▶ _What the exercise asks_:
Look through the data that follows and copy each line with the string "UpdateContractStatusRequest".

+ + + + +

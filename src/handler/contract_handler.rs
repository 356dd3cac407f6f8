use std::sync::Arc;

use axum::extract::{Multipart, Path, Query, State};
use axum::response::IntoResponse;
use axum::{http::StatusCode, Json};
use validator::Validate;

use crate::dto::common_dto::{DeleteDocumentRequest, Pagination};
use crate::dto::contract_dto::{CreateContractRequest, UpdateContractStatusRequest};
use crate::handler::{parse_multipart, parse_object_id};
use crate::service::contract_service::{ContractService, ContractServiceImpl};
use crate::util::error::HandlerError;

pub async fn create_contract_handler(
    State(service): State<Arc<ContractServiceImpl>>,
    multipart: Multipart,
) -> Result<impl IntoResponse, HandlerError> {
    let payload = parse_multipart::<CreateContractRequest>(multipart).await?;
    payload
        .data
        .validate()
        .map_err(|e| HandlerError::validation(format!("Validation error: {}", e)))?;
    let created = service.create_contract(payload.data, payload.files).await?;
    Ok((StatusCode::CREATED, Json(created)))
}

pub async fn get_contract_handler(
    State(service): State<Arc<ContractServiceImpl>>,
    Path((id,)): Path<(String,)>,
) -> Result<impl IntoResponse, HandlerError> {
    let id = parse_object_id(&id, "contract")?;
    Ok(Json(service.get_contract(id).await?))
}

pub async fn update_contract_handler(
    State(service): State<Arc<ContractServiceImpl>>,
    Path((id,)): Path<(String,)>,
    multipart: Multipart,
) -> Result<impl IntoResponse, HandlerError> {
    let id = parse_object_id(&id, "contract")?;
    let payload = parse_multipart::<CreateContractRequest>(multipart).await?;
    payload
        .data
        .validate()
        .map_err(|e| HandlerError::validation(format!("Validation error: {}", e)))?;

    // Absent keepDocuments means "keep everything already stored".
    let keep = match payload.keep_documents {
        Some(urls) => urls,
        None => service
            .get_contract(id)
            .await?
            .documents
            .into_iter()
            .map(|d| d.url)
            .collect(),
    };
    let updated = service
        .update_contract(id, payload.data, keep, payload.files)
        .await?;
    Ok(Json(updated))
}

pub async fn update_contract_status_handler(
    State(service): State<Arc<ContractServiceImpl>>,
    Path((id,)): Path<(String,)>,
    Json(payload): Json<UpdateContractStatusRequest>,
) -> Result<impl IntoResponse, HandlerError> {
    let id = parse_object_id(&id, "contract")?;
    payload
        .validate()
        .map_err(|e| HandlerError::validation(format!("Validation error: {}", e)))?;
    Ok(Json(service.update_status(id, &payload.status).await?))
}

pub async fn delete_contract_handler(
    State(service): State<Arc<ContractServiceImpl>>,
    Path((id,)): Path<(String,)>,
) -> Result<impl IntoResponse, HandlerError> {
    let id = parse_object_id(&id, "contract")?;
    service.delete_contract(id).await?;
    Ok(StatusCode::NO_CONTENT)
}

pub async fn list_contracts_handler(
    State(service): State<Arc<ContractServiceImpl>>,
    Query(pagination): Query<Pagination>,
) -> Result<impl IntoResponse, HandlerError> {
    let contracts = service
        .list_contracts(pagination.page(), pagination.limit())
        .await?;
    Ok(Json(contracts))
}

pub async fn list_client_contracts_handler(
    State(service): State<Arc<ContractServiceImpl>>,
    Path((client,)): Path<(String,)>,
) -> Result<impl IntoResponse, HandlerError> {
    let client = parse_object_id(&client, "client")?;
    Ok(Json(service.contracts_of_client(client).await?))
}

pub async fn list_vehicle_contracts_handler(
    State(service): State<Arc<ContractServiceImpl>>,
    Path((vehicle,)): Path<(String,)>,
) -> Result<impl IntoResponse, HandlerError> {
    let vehicle = parse_object_id(&vehicle, "vehicle")?;
    Ok(Json(service.contracts_of_vehicle(vehicle).await?))
}

pub async fn detach_contract_document_handler(
    State(service): State<Arc<ContractServiceImpl>>,
    Path((id,)): Path<(String,)>,
    Json(payload): Json<DeleteDocumentRequest>,
) -> Result<impl IntoResponse, HandlerError> {
    let id = parse_object_id(&id, "contract")?;
    payload
        .validate()
        .map_err(|e| HandlerError::validation(format!("Validation error: {}", e)))?;
    Ok(Json(service.detach_document(id, &payload.document_url).await?))
}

+ + + + +

▶ _Solution_:
use crate::dto::contract_dto::{CreateContractRequest, UpdateContractStatusRequest};
    Json(payload): Json<UpdateContractStatusRequest>,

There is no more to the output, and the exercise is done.